Jerry Azzinaro: From last rites to the BCS
The most interesting man involved in the BCS National Championship Game no-showed at Friday's media day. Like the rest of the Oregon Ducks' assistant coaches, Jerry Azzinaro opted not to attend the session. Instead, he figured that time would be better served watching a little more game film of Auburn.
The 52-year-old with the raspy New York City accent is the fiery leader of the Ducks' undersized defensive line. The group will give up almost 50 pounds per man as it tries to contain QB Cameron Newton and the Tigers' potent offense. Biggest challenge of Azzinaro's near 30-year coaching career? Yeah, sure. Then again, Azzinaro knows a lot about challenges.
Almost 12 years ago, Jerry Azzinaro was given last rites while his body was laid out on a hospital bed in Maine. At the time, he had been preparing to start a new job as the defensive line coach at Syracuse. He was flying to his home in Orono, Maine, after taking part in a coaching clinic at the University of Pittsburgh. Azzinaro went there to talk about the finer points of the "G-Defense."
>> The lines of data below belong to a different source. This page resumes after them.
//! Rebuilds the path of an open file by walking its dentry chain up to the process root
use crate::error::ReadError;
use crate::kernel::layout::FileLayout;
use crate::kernel::{KernelReader, ProcessInfo};
use crate::lsof::diagnostics::FileScanIssue;
use crate::lsof::fdtable::FileRef;
use log::debug;
use std::fmt;

/// Default hop bound for a dentry walk
pub const DEFAULT_MAX_PATH_DEPTH: usize = 256;

/// Rendering of a file with no naming chain
pub const DETACHED_PATH: &str = "[detached]";

/// Prefix of a path cut short by the hop bound
pub const TRUNCATED_MARKER: &str = "<truncated>";

const NAME_MAX: usize = 255;

/// Pseudo filesystems whose names are shown bare (`pipe:[1234]`), not as `/pipe:[1234]`
const PSEUDO_PREFIXES: &[&str] = &["pipe:", "socket:", "anon_inode:"];

#[derive(Debug, Clone, PartialEq, Eq)]
pub enum ResolvedPath {
    Path(String),
    /// Unlinked while open, or no dentry at all
    Detached,
    /// The hop bound was hit; `partial` holds the components gathered so far
    Truncated { partial: String },
}

impl ResolvedPath {
    pub fn issue(&self) -> Option<FileScanIssue> {
        match self {
            ResolvedPath::Path(_) => None,
            ResolvedPath::Detached => Some(FileScanIssue::DetachedFile),
            ResolvedPath::Truncated { .. } => Some(FileScanIssue::PathTruncated),
        }
    }
}

impl fmt::Display for ResolvedPath {
    fn fmt(&self, f: &mut fmt::Formatter<'_>) -> fmt::Result {
        match self {
            ResolvedPath::Path(path) => f.write_str(path),
            ResolvedPath::Detached => f.write_str(DETACHED_PATH),
            ResolvedPath::Truncated { partial } => write!(f, "{}{}", TRUNCATED_MARKER, partial),
        }
    }
}

/// `(vfsmount, dentry)` pair at which a walk stops
#[derive(Debug, Clone, Copy, PartialEq, Eq)]
pub struct PathRoot {
    pub mnt: u64,
    pub dentry: u64,
}

impl PathRoot {
    /// `task->fs->root`. `Ok(None)` for tasks without an fs_struct (kernel threads).
    pub fn of_process(
        reader: &KernelReader,
        layout: &FileLayout,
        process: &ProcessInfo,
    ) -> Result<Option<Self>, ReadError> {
        let fs = reader.read_ptr_at(process.offset, layout.task_fs)?;
        if fs == 0 {
            return Ok(None);
        }
        let mnt = reader.read_ptr_field(fs, layout.fs_root_mnt)?;
        let dentry = reader.read_ptr_field(fs, layout.fs_root_dentry)?;
        if dentry == 0 {
            return Ok(None);
        }
        Ok(Some(PathRoot { mnt, dentry }))
    }
}

/// Resolves file paths as seen from one process's root
pub struct PathResolver<'a> {
    reader: KernelReader<'a>,
    layout: &'a FileLayout,
    root: Option<PathRoot>,
    max_depth: usize,
}

impl<'a> PathResolver<'a> {
    pub fn new(
        reader: KernelReader<'a>,
        layout: &'a FileLayout,
        root: Option<PathRoot>,
        max_depth: usize,
    ) -> Self {
        PathResolver {
            reader,
            layout,
            root,
            max_depth,
        }
    }

    /// Resolver rooted at `task->fs->root`. An unreadable fs_struct falls back to walking
    /// up to the namespace's root mount.
    pub fn for_process(
        reader: KernelReader<'a>,
        layout: &'a FileLayout,
        process: &ProcessInfo,
        max_depth: usize,
    ) -> Self {
        let root = PathRoot::of_process(&reader, layout, process).unwrap_or_else(|e| {
            debug!("pid {}: unreadable fs root: {}", process.pid, e);
            None
        });
        Self::new(reader, layout, root, max_depth)
    }

    pub fn root(&self) -> Option<PathRoot> {
        self.root
    }

    pub fn resolve(&self, file: FileRef) -> Result<ResolvedPath, ReadError> {
        let l = self.layout;
        let leaf = self.reader.read_ptr_field(file.addr(), l.file_dentry)?;
        if leaf == 0 || self.is_unlinked(leaf)? {
            return Ok(ResolvedPath::Detached);
        }

        let mut dentry = leaf;
        let mut mnt = self.reader.read_ptr_field(file.addr(), l.file_mnt)?;
        let mut components = Vec::new();
        let mut hops = 0;

        loop {
            if self.root == Some(PathRoot { mnt, dentry }) {
                break;
            }
            if hops >= self.max_depth {
                debug!("dentry walk from 0x{:x} exceeded {} hops", leaf, self.max_depth);
                return Ok(ResolvedPath::Truncated {
                    partial: format!("/{}", join(&components)),
                });
            }
            hops += 1;

            let parent = self.reader.read_ptr_field(dentry, l.dentry_parent)?;
            if parent == 0 {
                // parentless dentry: treat as the root, contributing no name
                break;
            }
            components.push(self.read_name(dentry)?);

            if parent == dentry || dentry == self.mount_root(mnt)? {
                // top of this mount: continue from its mountpoint in the parent mount
                match self.mount_parent(mnt)? {
                    Some((mountpoint, parent_mnt)) => {
                        dentry = mountpoint;
                        mnt = parent_mnt;
                        continue;
                    }
                    None => break,
                }
            }
            dentry = parent;
        }

        self.finish(join(&components), leaf).map(ResolvedPath::Path)
    }

    /// The kernel's `d_unlinked`: unhashed and not a filesystem root
    fn is_unlinked(&self, dentry: u64) -> Result<bool, ReadError> {
        let parent = self.reader.read_ptr_field(dentry, self.layout.dentry_parent)?;
        if parent == 0 || parent == dentry {
            return Ok(false);
        }
        let pprev = self.reader.read_ptr_field(dentry, self.layout.dentry_hash_pprev)?;
        Ok(pprev == 0)
    }

    /// One path component from `d_name`, with surrounding `/` removed
    fn read_name(&self, dentry: u64) -> Result<String, ReadError> {
        let len_addr = KernelReader::field_addr(dentry, self.layout.dentry_name_len)?;
        let len = (self.reader.read_u32(len_addr)? as usize).min(NAME_MAX);
        if len == 0 {
            return Ok(String::new());
        }
        let name_ptr = self.reader.read_ptr_field(dentry, self.layout.dentry_name_ptr)?;
        let bytes = self.reader.read_bytes(name_ptr, len)?;
        let name = String::from_utf8_lossy(bytes);
        Ok(name.trim_matches('/').to_string())
    }

    fn mount_root(&self, mnt: u64) -> Result<u64, ReadError> {
        if mnt == 0 {
            return Ok(0);
        }
        self.reader.read_ptr_field(mnt, self.layout.vfsmount_root)
    }

    /// `(mnt_mountpoint, parent vfsmount)` of the mount embedding `mnt`, or `None` at the
    /// namespace's root mount
    fn mount_parent(&self, mnt: u64) -> Result<Option<(u64, u64)>, ReadError> {
        let mount = match mnt.checked_sub(self.layout.mount_mnt as u64) {
            Some(mount) if mnt != 0 => mount,
            _ => return Ok(None),
        };
        let parent = self.reader.read_ptr_field(mount, self.layout.mount_parent)?;
        if parent == 0 || parent == mount {
            return Ok(None);
        }
        let mountpoint = self.reader.read_ptr_field(mount, self.layout.mount_mountpoint)?;
        if mountpoint == 0 {
            return Ok(None);
        }
        let parent_mnt = KernelReader::field_addr(parent, self.layout.mount_mnt)?;
        Ok(Some((mountpoint, parent_mnt)))
    }

    fn finish(&self, joined: String, leaf: u64) -> Result<String, ReadError> {
        if PSEUDO_PREFIXES.iter().any(|p| joined.starts_with(p)) {
            if joined.contains(']') {
                return Ok(joined);
            }
            return Ok(match self.inode_number(leaf)? {
                Some(ino) => format!("{}:[{}]", joined.trim_end_matches(':'), ino),
                None => joined,
            });
        }
        if joined == "inotify" {
            return Ok(joined);
        }
        Ok(format!("/{}", joined))
    }

    fn inode_number(&self, dentry: u64) -> Result<Option<u64>, ReadError> {
        let inode = self.reader.read_ptr_field(dentry, self.layout.dentry_inode)?;
        if inode == 0 {
            return Ok(None);
        }
        self.reader.read_ptr_field(inode, self.layout.inode_ino).map(Some)
    }
}

/// Components are collected leaf first; join them root first, dropping empty ones
fn join(components: &[String]) -> String {
    components
        .iter()
        .rev()
        .filter(|c| !c.is_empty())
        .map(String::as_str)
        .collect::<Vec<_>>()
        .join("/")
}

/// Resolve the path of `file` as seen by `process`
pub fn resolve_path(
    reader: KernelReader,
    layout: &FileLayout,
    process: &ProcessInfo,
    file: FileRef,
    max_depth: usize,
) -> Result<ResolvedPath, ReadError> {
    PathResolver::for_process(reader, layout, process, max_depth).resolve(file)
}
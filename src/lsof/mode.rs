//! `file.f_mode` flags
use bitflags::bitflags;

bitflags! {
    /// FMODE_* bits from linux/fs.h
    #[derive(Debug, Clone, Copy, PartialEq, Eq, Hash)]
    pub struct FileMode: u32 {
        const READ            = 0x1;
        const WRITE           = 0x2;
        const LSEEK           = 0x4;
        const PREAD           = 0x8;
        const PWRITE          = 0x10;
        const EXEC            = 0x20;
        const NDELAY          = 0x40;
        const EXCL            = 0x80;
        const WRITE_IOCTL     = 0x100;
        const HASH32          = 0x200;
        const HASH64          = 0x400;
        const NOCMTIME        = 0x800;
        const RANDOM          = 0x1000;
        const UNSIGNED_OFFSET = 0x2000;
        const PATH            = 0x4000;
        const ATOMIC_POS      = 0x8000;
        const WRITER          = 0x10000;
        const CAN_READ        = 0x20000;
        const CAN_WRITE       = 0x40000;
        const NONOTIFY        = 0x4000000;
    }
}

impl FileMode {
    /// Names of the known flags that are set, as `FMODE_<NAME>`
    pub fn flag_names(&self) -> Vec<String> {
        self.iter_names()
            .map(|(name, _)| format!("FMODE_{}", name))
            .collect()
    }
}

/// `rwx`-style token: one position each for READ, WRITE and EXEC, `-` when absent.
///
/// Total over `u32`; bits other than those three never change the result.
pub fn decode_mode(bits: u32) -> String {
    let mode = FileMode::from_bits_retain(bits);
    [
        (FileMode::READ, 'r'),
        (FileMode::WRITE, 'w'),
        (FileMode::EXEC, 'x'),
    ]
    .iter()
    .map(|&(flag, c)| if mode.contains(flag) { c } else { '-' })
    .collect()
}
//! Kernel data structure parsing module
use crate::error::ReadError;
use crate::translation::MemoryTranslator;
use serde::Serialize;

pub mod layout;
pub mod process_extractor;

/// One task found by the process list walk.
#[derive(Debug, Serialize, Clone, PartialEq, Eq)]
pub struct ProcessInfo {
    pub offset: u64, // File offset where the task_struct is found
    pub pid: i32,
    pub comm: String,
}

/// Helper functions for reading data from the mapped capture by file offset
pub struct KernelParser;

impl KernelParser {
    /// Read a u64 (8 bytes) at a given file offset.
    pub fn read_u64(mapped: &[u8], offset: usize) -> Option<u64> {
        let bytes = mapped.get(offset..offset.checked_add(8)?)?;
        Some(u64::from_ne_bytes(bytes.try_into().ok()?))
    }

    /// Read an i32 (4 bytes) at a given file offset.
    pub fn read_i32(mapped: &[u8], offset: usize) -> Option<i32> {
        let bytes = mapped.get(offset..offset.checked_add(4)?)?;
        Some(i32::from_ne_bytes(bytes.try_into().ok()?))
    }

    /// Read a u32 (4 bytes) at a given file offset.
    pub fn read_u32(mapped: &[u8], offset: usize) -> Option<u32> {
        let bytes = mapped.get(offset..offset.checked_add(4)?)?;
        Some(u32::from_ne_bytes(bytes.try_into().ok()?))
    }

    /// Read a fixed-length, NUL-padded string at a given file offset.
    pub fn read_string(mapped: &[u8], offset: usize, length: usize) -> Option<String> {
        let slice = mapped.get(offset..offset.checked_add(length)?)?;
        let nul_pos = slice.iter().position(|&c| c == 0).unwrap_or(length);
        Some(String::from_utf8_lossy(&slice[..nul_pos]).to_string())
    }
}

/// Typed, bounds-checked view of kernel virtual memory in a capture.
///
/// Every read either succeeds or reports a `ReadError`; nothing here panics on a bad
/// pointer. Cheap to copy.
#[derive(Clone, Copy)]
pub struct KernelReader<'a> {
    mapped: &'a [u8],
    translator: &'a MemoryTranslator,
}

impl<'a> KernelReader<'a> {
    pub fn new(mapped: &'a [u8], translator: &'a MemoryTranslator) -> Self {
        KernelReader { mapped, translator }
    }

    /// Translate a virtual address to a file offset that lies inside the capture
    pub fn file_offset(&self, vaddr: u64) -> Result<usize, ReadError> {
        let offset = self
            .translator
            .virtual_to_file_offset(vaddr)
            .ok_or(ReadError::Unmapped(vaddr))?;
        match usize::try_from(offset) {
            Ok(o) if o < self.mapped.len() => Ok(o),
            _ => Err(ReadError::OutOfBounds(offset)),
        }
    }

    /// `base + field`, treating overflow as an unmapped address
    pub fn field_addr(base: u64, field: usize) -> Result<u64, ReadError> {
        base.checked_add(field as u64).ok_or(ReadError::Unmapped(base))
    }

    pub fn read_u64(&self, vaddr: u64) -> Result<u64, ReadError> {
        let offset = self.file_offset(vaddr)?;
        KernelParser::read_u64(self.mapped, offset).ok_or(ReadError::OutOfBounds(offset as u64))
    }

    pub fn read_u32(&self, vaddr: u64) -> Result<u32, ReadError> {
        let offset = self.file_offset(vaddr)?;
        KernelParser::read_u32(self.mapped, offset).ok_or(ReadError::OutOfBounds(offset as u64))
    }

    /// Read a pointer-sized field of the structure at `base`
    pub fn read_ptr_field(&self, base: u64, field: usize) -> Result<u64, ReadError> {
        self.read_u64(Self::field_addr(base, field)?)
    }

    /// Read a pointer-sized field of a structure located by file offset
    pub fn read_ptr_at(&self, file_offset: u64, field: usize) -> Result<u64, ReadError> {
        let offset = file_offset
            .checked_add(field as u64)
            .ok_or(ReadError::OutOfBounds(file_offset))?;
        usize::try_from(offset)
            .ok()
            .and_then(|o| KernelParser::read_u64(self.mapped, o))
            .ok_or(ReadError::OutOfBounds(offset))
    }

    /// Read `len` bytes starting at a virtual address
    pub fn read_bytes(&self, vaddr: u64, len: usize) -> Result<&'a [u8], ReadError> {
        let offset = self.file_offset(vaddr)?;
        offset
            .checked_add(len)
            .and_then(|end| self.mapped.get(offset..end))
            .ok_or(ReadError::OutOfBounds(offset as u64))
    }

    /// Whether a virtual address points into the capture
    pub fn is_readable(&self, vaddr: u64) -> bool {
        self.file_offset(vaddr).is_ok()
    }
}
On the flight, he felt sharp pain in his chest. Azzinaro, a former Golden Gloves boxing champ and judo brown belt who was always known amongst his grizzled colleagues as the toughest guy they'd ever met, was able to make it home. He went up to take a shower, hoping the feeling would ease up. It didn't. The pain worsened. He knew something inside him was very wrong. Since his wife was out of town, Azzinaro drove himself to the emergency room.
Doctors determined he needed emergency surgery. The 41-year-old Azzinaro had suffered an aortic dissection, which occurs when the inner layer of the wall of the aorta -- the body's largest artery -- splits open (or dissects). Then the blood that is being pumped out of the heart forces its way between the separated layers, causing the aorta to split even further apart.
Most people don't survive it, Azzinaro was later told.
The staff at University of Maine hospital didn't think he would, either.